**WHAT THE TASK ASKS**
Tally the lines below that contain the word "padding", then give the tally and nothing more.

**EXTRACTED ENTRIES**
----

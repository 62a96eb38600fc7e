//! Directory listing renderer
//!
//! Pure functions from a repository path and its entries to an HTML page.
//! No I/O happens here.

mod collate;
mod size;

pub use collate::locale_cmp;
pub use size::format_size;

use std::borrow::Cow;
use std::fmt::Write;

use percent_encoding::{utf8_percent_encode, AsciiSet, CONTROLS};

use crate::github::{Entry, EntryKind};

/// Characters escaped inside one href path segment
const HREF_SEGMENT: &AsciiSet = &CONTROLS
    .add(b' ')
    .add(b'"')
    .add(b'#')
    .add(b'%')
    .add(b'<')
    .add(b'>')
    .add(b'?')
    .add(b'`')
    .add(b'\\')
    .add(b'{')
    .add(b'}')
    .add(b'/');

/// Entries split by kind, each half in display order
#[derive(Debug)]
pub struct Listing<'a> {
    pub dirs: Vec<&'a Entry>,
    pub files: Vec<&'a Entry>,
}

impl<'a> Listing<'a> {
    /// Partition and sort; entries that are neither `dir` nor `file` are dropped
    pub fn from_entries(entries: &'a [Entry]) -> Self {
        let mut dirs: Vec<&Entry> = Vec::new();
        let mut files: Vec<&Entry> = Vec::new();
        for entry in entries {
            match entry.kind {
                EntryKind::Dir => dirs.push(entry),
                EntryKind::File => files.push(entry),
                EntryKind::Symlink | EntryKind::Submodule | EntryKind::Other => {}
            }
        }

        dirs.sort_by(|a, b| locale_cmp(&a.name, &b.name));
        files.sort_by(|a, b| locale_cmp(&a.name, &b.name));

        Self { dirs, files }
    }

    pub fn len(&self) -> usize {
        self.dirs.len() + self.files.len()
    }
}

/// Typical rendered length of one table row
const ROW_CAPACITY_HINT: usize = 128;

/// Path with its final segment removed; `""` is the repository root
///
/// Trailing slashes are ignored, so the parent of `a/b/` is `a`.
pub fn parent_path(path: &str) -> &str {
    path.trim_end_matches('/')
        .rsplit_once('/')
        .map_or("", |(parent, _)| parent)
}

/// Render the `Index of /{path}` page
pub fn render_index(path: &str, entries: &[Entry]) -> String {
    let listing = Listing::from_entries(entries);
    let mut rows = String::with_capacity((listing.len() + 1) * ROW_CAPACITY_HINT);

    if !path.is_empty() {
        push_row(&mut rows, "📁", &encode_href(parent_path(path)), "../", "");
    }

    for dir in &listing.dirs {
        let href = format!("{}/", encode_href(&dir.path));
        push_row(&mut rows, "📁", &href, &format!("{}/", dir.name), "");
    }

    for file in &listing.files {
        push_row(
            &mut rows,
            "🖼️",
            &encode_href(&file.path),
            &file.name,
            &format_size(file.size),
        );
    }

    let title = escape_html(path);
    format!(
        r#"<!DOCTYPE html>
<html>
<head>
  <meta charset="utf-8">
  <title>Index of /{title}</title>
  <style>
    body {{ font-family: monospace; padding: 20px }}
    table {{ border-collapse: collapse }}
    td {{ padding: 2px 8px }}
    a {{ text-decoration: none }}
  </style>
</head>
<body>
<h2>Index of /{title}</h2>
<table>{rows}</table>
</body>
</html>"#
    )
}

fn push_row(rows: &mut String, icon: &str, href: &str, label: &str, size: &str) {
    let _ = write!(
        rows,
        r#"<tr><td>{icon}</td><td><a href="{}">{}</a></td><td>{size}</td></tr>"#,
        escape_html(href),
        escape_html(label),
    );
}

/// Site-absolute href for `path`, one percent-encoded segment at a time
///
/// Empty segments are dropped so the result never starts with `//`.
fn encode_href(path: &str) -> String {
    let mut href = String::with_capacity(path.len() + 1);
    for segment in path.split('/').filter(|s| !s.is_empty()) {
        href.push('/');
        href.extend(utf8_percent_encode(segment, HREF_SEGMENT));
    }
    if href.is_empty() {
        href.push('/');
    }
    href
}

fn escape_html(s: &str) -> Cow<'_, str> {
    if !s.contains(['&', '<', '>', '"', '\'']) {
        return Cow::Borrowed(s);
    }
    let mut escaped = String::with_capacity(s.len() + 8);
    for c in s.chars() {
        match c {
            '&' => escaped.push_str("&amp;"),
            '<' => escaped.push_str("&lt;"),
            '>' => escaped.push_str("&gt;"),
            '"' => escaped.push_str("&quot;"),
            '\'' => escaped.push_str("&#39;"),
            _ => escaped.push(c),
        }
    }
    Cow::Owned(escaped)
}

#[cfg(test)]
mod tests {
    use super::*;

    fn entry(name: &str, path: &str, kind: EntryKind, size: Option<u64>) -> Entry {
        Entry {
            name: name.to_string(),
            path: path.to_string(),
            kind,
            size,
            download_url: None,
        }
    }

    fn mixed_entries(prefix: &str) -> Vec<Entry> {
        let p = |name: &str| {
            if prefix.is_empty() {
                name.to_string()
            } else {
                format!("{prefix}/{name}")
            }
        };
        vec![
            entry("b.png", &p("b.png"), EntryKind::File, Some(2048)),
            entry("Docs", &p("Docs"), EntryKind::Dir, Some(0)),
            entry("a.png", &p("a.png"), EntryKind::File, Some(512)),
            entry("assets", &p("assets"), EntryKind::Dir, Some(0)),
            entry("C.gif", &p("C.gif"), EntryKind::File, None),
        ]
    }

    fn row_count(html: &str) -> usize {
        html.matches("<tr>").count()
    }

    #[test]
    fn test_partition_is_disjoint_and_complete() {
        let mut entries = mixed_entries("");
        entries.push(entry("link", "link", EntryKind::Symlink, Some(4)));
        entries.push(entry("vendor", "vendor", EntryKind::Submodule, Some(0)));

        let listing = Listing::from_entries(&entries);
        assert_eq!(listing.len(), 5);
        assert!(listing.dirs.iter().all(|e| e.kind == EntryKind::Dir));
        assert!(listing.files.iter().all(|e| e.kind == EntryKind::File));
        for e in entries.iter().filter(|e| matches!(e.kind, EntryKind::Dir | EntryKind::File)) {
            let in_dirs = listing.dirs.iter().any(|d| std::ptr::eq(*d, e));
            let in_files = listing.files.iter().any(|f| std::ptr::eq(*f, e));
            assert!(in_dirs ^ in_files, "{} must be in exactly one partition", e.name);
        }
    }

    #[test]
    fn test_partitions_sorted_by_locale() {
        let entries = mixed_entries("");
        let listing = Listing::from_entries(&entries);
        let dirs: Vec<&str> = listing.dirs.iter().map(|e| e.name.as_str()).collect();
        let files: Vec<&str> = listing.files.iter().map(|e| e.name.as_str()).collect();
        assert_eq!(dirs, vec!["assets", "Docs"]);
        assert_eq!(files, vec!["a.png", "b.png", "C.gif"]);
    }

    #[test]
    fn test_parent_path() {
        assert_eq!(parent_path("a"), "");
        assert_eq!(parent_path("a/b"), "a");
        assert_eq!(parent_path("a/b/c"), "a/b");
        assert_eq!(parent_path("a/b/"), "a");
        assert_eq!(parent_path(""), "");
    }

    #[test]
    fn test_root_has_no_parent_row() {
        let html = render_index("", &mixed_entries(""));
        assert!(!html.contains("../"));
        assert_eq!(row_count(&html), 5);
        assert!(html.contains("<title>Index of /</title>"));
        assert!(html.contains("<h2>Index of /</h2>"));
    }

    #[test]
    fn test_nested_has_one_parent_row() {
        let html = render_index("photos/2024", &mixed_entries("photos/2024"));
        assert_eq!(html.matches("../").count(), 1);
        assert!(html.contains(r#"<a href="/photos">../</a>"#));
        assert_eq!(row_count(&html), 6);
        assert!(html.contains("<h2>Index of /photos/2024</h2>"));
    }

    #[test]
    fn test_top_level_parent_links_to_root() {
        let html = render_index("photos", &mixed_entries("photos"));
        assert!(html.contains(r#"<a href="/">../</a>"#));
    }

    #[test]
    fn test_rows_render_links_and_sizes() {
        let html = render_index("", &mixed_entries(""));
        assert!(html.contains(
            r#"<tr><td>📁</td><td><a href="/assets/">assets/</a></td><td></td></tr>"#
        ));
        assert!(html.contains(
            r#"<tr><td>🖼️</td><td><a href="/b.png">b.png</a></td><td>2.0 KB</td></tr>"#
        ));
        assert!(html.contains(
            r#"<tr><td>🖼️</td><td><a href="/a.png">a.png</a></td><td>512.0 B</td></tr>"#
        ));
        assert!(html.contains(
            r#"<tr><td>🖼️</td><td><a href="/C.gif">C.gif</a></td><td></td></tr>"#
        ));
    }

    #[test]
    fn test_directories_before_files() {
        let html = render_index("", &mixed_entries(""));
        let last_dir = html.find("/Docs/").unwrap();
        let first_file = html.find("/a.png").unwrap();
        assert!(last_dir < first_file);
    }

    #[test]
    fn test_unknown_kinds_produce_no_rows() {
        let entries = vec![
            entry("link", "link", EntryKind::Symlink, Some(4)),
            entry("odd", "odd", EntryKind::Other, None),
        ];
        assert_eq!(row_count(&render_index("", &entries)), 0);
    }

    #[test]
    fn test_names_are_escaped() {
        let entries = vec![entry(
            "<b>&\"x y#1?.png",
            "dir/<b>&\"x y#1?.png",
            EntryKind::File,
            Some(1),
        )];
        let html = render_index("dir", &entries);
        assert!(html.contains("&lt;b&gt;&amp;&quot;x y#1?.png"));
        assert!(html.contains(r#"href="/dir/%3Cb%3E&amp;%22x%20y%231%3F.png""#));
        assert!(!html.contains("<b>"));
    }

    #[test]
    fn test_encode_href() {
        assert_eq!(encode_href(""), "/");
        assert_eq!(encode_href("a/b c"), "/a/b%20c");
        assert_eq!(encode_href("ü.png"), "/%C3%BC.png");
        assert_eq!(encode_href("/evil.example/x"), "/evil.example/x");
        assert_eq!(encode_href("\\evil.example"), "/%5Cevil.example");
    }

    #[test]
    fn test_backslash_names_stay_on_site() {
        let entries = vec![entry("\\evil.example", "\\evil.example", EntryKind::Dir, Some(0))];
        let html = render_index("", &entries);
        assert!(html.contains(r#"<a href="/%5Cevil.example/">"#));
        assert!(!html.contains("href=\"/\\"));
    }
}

----

**SOLUTION TO THE PROBLEM**
2